» EXERCISE AIM
Lines with the word "await" are the ones wanted. Copy each of them from the entries below.

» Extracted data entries

:::

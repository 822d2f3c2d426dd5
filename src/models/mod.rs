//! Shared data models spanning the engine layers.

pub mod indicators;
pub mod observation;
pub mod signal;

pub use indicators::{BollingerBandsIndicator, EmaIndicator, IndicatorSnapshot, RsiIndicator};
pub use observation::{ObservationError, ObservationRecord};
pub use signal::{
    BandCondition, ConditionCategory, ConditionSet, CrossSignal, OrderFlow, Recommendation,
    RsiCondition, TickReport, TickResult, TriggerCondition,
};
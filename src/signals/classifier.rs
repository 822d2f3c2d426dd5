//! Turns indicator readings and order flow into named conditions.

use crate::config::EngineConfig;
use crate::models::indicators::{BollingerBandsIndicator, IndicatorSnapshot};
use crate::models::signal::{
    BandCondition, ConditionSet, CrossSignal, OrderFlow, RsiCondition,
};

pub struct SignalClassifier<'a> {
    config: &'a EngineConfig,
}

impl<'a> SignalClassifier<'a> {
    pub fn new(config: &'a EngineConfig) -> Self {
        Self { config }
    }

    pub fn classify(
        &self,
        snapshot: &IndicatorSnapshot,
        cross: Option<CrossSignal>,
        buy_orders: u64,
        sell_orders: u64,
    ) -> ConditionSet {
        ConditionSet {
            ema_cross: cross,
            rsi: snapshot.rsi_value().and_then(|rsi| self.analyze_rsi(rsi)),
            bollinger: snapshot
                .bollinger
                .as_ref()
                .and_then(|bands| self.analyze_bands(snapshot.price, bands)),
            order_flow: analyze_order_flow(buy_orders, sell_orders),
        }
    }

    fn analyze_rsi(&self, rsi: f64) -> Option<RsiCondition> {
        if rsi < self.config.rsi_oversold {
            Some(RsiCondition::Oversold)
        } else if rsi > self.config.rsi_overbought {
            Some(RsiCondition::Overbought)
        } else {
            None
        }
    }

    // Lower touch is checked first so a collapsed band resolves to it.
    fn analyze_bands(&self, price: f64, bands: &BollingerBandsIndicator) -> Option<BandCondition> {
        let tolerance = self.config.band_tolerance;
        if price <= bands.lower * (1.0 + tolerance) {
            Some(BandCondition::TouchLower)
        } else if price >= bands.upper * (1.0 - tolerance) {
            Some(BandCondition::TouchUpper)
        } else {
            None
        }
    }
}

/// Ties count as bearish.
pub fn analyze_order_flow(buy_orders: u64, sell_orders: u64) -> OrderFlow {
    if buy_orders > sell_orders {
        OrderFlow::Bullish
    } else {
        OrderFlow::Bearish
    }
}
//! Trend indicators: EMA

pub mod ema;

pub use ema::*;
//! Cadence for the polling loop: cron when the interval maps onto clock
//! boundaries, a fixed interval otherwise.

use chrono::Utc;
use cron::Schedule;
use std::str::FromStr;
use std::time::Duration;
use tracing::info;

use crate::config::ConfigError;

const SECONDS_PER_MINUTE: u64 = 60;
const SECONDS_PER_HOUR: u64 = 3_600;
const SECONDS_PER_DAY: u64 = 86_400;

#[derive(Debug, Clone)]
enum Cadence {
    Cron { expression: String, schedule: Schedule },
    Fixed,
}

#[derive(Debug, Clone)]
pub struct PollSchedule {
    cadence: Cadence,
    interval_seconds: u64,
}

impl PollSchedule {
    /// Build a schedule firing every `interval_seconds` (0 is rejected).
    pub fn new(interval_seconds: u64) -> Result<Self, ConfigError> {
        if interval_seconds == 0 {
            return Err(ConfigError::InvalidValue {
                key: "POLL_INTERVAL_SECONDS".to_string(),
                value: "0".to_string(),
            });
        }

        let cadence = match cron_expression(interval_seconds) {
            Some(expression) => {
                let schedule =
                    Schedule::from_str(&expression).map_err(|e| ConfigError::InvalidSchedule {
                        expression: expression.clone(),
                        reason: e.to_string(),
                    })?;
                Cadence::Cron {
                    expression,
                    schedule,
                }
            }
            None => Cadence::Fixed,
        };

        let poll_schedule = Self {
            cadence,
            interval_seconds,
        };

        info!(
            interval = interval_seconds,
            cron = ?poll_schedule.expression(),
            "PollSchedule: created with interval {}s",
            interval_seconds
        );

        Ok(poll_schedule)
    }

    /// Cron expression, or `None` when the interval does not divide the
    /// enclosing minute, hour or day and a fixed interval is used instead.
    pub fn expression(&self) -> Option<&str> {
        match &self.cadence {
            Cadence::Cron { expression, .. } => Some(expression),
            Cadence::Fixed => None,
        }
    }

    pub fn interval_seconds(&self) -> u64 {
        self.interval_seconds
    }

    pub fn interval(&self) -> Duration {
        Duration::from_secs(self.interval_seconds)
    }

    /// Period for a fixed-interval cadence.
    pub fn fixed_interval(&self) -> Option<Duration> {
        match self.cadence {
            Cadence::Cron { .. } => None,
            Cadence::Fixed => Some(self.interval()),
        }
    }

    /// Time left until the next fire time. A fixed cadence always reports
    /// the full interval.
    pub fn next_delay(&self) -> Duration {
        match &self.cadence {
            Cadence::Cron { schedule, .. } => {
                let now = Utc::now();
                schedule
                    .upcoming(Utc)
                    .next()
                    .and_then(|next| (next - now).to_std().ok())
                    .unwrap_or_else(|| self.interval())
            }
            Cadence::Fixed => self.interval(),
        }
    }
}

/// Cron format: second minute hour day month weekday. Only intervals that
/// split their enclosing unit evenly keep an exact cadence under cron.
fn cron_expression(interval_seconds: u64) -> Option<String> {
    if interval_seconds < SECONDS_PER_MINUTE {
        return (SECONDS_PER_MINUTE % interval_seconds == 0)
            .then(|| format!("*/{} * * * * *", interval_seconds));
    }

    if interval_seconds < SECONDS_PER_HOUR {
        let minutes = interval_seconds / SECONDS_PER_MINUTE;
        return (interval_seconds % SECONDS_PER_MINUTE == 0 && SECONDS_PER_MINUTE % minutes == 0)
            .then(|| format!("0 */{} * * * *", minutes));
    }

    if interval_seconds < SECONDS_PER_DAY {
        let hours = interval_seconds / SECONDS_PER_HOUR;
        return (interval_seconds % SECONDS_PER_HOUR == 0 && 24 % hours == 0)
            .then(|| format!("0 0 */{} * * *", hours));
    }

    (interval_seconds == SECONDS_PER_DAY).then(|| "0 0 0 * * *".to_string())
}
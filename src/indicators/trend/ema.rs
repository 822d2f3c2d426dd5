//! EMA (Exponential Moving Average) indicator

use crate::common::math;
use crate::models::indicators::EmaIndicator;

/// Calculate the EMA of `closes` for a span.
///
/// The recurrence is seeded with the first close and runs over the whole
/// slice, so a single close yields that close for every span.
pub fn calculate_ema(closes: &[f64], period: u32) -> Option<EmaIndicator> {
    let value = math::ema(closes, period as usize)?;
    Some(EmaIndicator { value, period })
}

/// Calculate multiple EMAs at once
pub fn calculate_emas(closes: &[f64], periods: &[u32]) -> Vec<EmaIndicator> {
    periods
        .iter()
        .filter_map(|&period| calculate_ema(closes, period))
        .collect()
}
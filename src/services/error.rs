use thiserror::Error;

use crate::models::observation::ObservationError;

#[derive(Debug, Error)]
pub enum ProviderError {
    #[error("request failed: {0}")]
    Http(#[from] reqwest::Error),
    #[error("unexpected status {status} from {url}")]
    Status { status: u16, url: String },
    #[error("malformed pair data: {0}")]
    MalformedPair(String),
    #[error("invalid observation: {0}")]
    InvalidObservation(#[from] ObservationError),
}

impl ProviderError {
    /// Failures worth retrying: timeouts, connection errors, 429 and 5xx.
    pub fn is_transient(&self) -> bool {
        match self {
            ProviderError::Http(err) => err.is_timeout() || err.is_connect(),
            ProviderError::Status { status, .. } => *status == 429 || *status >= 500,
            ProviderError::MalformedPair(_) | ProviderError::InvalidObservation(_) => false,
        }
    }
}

:::

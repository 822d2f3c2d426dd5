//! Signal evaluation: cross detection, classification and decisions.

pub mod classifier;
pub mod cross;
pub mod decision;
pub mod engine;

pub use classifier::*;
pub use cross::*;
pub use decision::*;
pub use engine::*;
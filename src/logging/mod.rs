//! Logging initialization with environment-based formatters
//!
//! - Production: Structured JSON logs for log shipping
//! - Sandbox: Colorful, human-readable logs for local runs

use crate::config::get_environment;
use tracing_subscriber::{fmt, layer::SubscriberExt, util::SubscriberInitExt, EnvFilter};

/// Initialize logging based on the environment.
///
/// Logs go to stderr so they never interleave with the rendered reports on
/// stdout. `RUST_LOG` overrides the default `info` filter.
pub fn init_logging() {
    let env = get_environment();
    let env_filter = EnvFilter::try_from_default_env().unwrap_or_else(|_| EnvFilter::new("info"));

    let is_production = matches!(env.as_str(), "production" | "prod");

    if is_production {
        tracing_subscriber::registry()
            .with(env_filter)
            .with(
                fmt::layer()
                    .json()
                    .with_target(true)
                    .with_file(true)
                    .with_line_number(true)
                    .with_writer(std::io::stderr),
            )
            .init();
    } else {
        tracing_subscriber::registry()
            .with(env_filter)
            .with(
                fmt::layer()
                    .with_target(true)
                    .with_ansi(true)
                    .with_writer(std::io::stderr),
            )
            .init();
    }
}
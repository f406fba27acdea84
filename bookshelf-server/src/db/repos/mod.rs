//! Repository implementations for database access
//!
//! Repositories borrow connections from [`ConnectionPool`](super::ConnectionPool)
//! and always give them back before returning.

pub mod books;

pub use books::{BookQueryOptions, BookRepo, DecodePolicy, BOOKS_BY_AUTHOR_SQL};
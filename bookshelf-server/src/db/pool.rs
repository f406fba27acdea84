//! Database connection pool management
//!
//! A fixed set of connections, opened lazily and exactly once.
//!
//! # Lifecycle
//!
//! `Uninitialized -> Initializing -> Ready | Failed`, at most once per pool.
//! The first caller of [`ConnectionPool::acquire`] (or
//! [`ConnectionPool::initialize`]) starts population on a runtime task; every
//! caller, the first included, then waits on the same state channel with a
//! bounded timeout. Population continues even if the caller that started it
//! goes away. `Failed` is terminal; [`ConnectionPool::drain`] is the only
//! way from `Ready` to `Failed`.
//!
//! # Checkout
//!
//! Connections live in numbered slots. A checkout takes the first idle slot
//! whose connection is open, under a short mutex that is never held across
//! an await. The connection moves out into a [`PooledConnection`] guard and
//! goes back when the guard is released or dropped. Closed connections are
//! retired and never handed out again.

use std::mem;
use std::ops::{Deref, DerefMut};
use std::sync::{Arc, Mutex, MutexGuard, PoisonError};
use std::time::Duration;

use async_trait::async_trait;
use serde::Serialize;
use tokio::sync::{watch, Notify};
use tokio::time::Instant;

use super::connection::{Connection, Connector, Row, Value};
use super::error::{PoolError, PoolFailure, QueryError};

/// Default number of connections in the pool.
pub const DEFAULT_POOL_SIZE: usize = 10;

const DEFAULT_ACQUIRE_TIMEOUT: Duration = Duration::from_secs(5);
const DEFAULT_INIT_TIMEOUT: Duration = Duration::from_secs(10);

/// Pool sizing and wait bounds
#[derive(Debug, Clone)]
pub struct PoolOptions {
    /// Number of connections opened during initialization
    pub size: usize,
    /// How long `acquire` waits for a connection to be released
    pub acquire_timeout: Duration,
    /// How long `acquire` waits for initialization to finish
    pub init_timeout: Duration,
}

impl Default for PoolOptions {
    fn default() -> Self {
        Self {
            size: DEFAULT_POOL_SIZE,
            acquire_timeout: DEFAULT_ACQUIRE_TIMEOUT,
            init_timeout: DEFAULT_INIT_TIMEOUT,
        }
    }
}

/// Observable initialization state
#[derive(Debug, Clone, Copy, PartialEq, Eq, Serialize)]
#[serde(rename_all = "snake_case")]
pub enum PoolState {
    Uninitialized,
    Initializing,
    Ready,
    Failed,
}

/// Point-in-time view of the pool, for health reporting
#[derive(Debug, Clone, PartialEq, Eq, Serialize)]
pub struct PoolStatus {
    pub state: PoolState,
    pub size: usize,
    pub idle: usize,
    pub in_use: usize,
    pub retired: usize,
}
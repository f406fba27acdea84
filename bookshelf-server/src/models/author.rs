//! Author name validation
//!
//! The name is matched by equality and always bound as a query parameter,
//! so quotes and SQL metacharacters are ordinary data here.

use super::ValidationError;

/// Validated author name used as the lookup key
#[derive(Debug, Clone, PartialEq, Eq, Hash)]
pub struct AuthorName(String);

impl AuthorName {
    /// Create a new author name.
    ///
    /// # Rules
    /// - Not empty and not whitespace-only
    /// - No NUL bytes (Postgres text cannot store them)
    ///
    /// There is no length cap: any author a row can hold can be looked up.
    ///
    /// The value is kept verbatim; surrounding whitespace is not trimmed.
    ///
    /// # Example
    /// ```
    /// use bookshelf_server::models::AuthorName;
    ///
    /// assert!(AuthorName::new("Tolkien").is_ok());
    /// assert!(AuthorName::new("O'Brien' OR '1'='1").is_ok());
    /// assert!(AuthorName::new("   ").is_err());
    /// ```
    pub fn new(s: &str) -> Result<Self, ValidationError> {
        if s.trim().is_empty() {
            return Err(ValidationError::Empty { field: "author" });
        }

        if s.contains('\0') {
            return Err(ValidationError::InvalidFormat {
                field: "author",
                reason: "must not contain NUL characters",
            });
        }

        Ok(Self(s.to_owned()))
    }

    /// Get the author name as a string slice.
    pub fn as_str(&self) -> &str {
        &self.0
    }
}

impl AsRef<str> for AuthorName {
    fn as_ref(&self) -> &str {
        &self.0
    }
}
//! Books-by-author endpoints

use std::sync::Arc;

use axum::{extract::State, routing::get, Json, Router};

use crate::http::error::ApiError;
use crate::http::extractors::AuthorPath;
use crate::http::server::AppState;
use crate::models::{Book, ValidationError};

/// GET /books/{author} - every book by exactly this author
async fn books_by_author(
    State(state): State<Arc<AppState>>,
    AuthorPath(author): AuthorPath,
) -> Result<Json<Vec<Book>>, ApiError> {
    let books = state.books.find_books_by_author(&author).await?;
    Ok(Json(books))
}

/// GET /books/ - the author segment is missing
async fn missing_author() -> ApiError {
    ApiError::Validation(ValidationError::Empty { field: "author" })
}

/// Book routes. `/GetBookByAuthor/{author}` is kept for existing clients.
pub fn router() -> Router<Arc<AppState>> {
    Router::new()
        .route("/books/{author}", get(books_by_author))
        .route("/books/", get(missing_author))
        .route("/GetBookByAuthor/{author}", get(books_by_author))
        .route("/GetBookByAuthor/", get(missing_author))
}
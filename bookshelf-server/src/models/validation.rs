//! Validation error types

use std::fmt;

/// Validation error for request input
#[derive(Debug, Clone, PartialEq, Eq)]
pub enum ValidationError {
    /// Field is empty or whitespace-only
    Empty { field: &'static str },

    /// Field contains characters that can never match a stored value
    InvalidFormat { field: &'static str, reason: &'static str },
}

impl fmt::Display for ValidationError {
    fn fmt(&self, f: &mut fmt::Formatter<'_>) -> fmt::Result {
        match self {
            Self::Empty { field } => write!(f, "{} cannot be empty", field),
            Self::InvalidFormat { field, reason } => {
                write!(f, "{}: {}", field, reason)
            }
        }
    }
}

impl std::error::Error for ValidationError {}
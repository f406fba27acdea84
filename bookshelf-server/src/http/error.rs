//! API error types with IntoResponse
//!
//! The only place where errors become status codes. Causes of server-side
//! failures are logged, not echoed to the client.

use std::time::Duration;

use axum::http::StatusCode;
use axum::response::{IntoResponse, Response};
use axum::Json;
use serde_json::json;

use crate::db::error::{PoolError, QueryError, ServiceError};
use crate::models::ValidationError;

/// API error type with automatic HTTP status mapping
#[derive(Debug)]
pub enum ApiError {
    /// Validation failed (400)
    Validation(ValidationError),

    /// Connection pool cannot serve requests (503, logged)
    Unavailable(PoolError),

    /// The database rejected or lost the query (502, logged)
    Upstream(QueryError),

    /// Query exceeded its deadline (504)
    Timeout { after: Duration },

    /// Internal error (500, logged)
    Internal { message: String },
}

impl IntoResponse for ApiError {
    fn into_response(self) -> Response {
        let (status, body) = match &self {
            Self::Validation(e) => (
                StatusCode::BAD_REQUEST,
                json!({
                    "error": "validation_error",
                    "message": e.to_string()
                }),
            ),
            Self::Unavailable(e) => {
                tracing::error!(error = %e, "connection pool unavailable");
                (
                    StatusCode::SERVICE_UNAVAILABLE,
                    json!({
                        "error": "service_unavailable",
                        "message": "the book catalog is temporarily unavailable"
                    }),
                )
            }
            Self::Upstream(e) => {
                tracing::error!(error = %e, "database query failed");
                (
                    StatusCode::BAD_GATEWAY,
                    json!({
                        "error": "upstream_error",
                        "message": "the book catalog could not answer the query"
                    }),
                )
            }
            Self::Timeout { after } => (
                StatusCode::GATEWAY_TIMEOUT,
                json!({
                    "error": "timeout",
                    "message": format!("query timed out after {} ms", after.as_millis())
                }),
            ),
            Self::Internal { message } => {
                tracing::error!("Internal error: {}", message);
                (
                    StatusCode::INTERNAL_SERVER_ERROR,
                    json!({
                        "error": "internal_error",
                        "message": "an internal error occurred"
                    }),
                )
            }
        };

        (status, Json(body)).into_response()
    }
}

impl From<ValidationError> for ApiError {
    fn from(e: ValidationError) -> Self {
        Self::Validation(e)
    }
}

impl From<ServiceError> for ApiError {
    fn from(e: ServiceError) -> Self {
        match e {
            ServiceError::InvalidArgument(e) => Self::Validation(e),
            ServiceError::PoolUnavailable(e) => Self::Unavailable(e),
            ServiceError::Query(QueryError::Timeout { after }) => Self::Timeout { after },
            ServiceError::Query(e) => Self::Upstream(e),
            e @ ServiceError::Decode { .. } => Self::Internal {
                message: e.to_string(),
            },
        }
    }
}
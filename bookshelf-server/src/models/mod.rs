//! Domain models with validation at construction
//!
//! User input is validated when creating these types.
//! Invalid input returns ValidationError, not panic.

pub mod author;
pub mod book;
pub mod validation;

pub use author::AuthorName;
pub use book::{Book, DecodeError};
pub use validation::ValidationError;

:::

» EXERCISE RESPONSE
//! an await. The connection moves out into a [`PooledConnection`] guard and
    let books = state.books.find_books_by_author(&author).await?;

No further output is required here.